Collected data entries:

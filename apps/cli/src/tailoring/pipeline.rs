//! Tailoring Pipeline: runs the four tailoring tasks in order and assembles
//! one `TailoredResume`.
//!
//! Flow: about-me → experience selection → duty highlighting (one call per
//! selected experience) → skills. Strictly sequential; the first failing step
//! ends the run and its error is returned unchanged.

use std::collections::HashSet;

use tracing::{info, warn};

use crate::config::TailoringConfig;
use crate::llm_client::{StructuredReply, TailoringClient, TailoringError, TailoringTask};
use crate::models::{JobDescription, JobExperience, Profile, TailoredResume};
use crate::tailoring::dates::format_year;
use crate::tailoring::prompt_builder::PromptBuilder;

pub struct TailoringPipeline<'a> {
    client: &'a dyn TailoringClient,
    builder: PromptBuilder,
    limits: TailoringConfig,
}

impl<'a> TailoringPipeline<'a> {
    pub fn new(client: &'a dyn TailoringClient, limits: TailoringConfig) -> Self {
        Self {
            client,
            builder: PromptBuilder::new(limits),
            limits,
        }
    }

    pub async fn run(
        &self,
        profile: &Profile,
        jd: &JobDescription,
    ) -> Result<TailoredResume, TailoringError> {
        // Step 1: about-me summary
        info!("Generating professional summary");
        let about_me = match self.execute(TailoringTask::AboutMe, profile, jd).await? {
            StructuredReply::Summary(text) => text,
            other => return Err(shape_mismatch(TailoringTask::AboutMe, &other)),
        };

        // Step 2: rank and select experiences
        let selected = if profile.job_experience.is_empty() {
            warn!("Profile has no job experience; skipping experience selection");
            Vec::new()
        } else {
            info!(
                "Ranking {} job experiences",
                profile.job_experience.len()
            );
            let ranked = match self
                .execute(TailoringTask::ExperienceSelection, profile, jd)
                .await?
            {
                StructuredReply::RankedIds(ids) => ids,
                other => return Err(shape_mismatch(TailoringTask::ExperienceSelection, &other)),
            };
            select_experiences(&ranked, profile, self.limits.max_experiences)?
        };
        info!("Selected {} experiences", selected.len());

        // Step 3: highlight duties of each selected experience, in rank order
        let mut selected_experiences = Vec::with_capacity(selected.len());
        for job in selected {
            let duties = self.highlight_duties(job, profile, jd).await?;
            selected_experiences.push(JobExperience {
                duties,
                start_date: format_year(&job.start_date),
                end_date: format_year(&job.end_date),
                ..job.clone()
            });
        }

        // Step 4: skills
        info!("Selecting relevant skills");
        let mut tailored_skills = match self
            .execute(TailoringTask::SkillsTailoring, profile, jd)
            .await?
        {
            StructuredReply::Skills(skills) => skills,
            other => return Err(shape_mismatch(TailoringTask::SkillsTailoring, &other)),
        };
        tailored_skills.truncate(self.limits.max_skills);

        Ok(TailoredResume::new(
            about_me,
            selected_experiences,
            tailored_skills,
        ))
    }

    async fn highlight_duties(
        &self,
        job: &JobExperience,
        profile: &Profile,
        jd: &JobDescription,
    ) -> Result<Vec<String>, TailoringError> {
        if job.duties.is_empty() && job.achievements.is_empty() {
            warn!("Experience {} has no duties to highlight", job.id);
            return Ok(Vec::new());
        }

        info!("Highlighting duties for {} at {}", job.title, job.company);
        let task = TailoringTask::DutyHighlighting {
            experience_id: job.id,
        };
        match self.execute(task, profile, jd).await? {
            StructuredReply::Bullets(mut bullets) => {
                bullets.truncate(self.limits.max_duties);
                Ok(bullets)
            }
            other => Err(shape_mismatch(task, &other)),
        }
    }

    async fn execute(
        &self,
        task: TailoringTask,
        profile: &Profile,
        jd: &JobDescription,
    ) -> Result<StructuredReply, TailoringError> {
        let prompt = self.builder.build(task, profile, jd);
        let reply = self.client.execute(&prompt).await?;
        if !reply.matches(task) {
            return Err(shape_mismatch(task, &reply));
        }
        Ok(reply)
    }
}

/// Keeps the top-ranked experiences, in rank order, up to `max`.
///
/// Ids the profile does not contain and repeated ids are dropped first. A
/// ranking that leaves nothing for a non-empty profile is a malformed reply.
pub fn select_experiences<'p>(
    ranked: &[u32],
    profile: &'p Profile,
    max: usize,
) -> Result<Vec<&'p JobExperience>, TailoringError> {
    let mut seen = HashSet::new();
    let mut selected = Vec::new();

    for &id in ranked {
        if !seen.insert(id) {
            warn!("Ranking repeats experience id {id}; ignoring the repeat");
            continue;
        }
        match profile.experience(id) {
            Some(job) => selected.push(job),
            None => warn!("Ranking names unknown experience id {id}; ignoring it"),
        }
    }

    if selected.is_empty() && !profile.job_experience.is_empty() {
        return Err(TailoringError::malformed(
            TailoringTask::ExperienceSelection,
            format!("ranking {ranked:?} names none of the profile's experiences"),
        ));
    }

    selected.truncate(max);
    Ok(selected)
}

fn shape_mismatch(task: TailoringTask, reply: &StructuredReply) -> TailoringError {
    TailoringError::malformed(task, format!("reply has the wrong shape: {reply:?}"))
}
==
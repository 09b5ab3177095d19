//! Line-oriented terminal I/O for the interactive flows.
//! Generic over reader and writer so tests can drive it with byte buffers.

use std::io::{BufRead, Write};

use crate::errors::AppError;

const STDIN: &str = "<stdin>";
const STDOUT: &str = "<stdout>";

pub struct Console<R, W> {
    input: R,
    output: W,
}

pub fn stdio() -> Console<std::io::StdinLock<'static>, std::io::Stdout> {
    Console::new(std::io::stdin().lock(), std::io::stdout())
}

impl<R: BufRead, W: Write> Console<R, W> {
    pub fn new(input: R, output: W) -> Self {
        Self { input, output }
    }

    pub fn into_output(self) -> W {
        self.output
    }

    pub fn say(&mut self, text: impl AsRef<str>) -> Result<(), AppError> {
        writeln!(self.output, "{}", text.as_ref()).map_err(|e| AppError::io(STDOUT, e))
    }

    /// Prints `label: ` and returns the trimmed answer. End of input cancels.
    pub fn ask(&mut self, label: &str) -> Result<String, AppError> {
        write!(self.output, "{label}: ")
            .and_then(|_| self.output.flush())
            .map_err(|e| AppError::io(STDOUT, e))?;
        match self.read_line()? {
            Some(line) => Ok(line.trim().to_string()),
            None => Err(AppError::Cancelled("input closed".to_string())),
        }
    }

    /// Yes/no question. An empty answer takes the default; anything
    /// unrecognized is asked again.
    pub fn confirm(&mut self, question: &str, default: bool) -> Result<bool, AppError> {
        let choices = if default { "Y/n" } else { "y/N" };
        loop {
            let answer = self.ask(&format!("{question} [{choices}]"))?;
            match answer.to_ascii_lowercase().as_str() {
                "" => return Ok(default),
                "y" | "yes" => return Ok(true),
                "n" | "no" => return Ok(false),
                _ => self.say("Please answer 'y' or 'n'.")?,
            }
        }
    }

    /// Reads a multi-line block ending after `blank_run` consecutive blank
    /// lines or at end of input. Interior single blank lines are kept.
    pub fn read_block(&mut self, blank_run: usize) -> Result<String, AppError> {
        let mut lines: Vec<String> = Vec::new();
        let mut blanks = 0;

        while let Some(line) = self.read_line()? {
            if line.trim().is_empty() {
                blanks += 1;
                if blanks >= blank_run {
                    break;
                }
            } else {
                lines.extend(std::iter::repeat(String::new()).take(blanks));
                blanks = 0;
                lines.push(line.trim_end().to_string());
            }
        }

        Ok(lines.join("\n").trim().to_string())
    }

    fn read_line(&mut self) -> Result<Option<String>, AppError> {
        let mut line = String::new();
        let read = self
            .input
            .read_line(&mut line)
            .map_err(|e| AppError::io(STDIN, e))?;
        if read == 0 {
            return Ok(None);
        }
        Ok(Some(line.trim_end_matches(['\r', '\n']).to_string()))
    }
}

* WORK ITEM *
Scan the entries above for the string "TailoringPipeline", and copy every line where it turns up.

* ANSWER TO THE PROBLEM *
pub struct TailoringPipeline<'a> {
impl<'a> TailoringPipeline<'a> {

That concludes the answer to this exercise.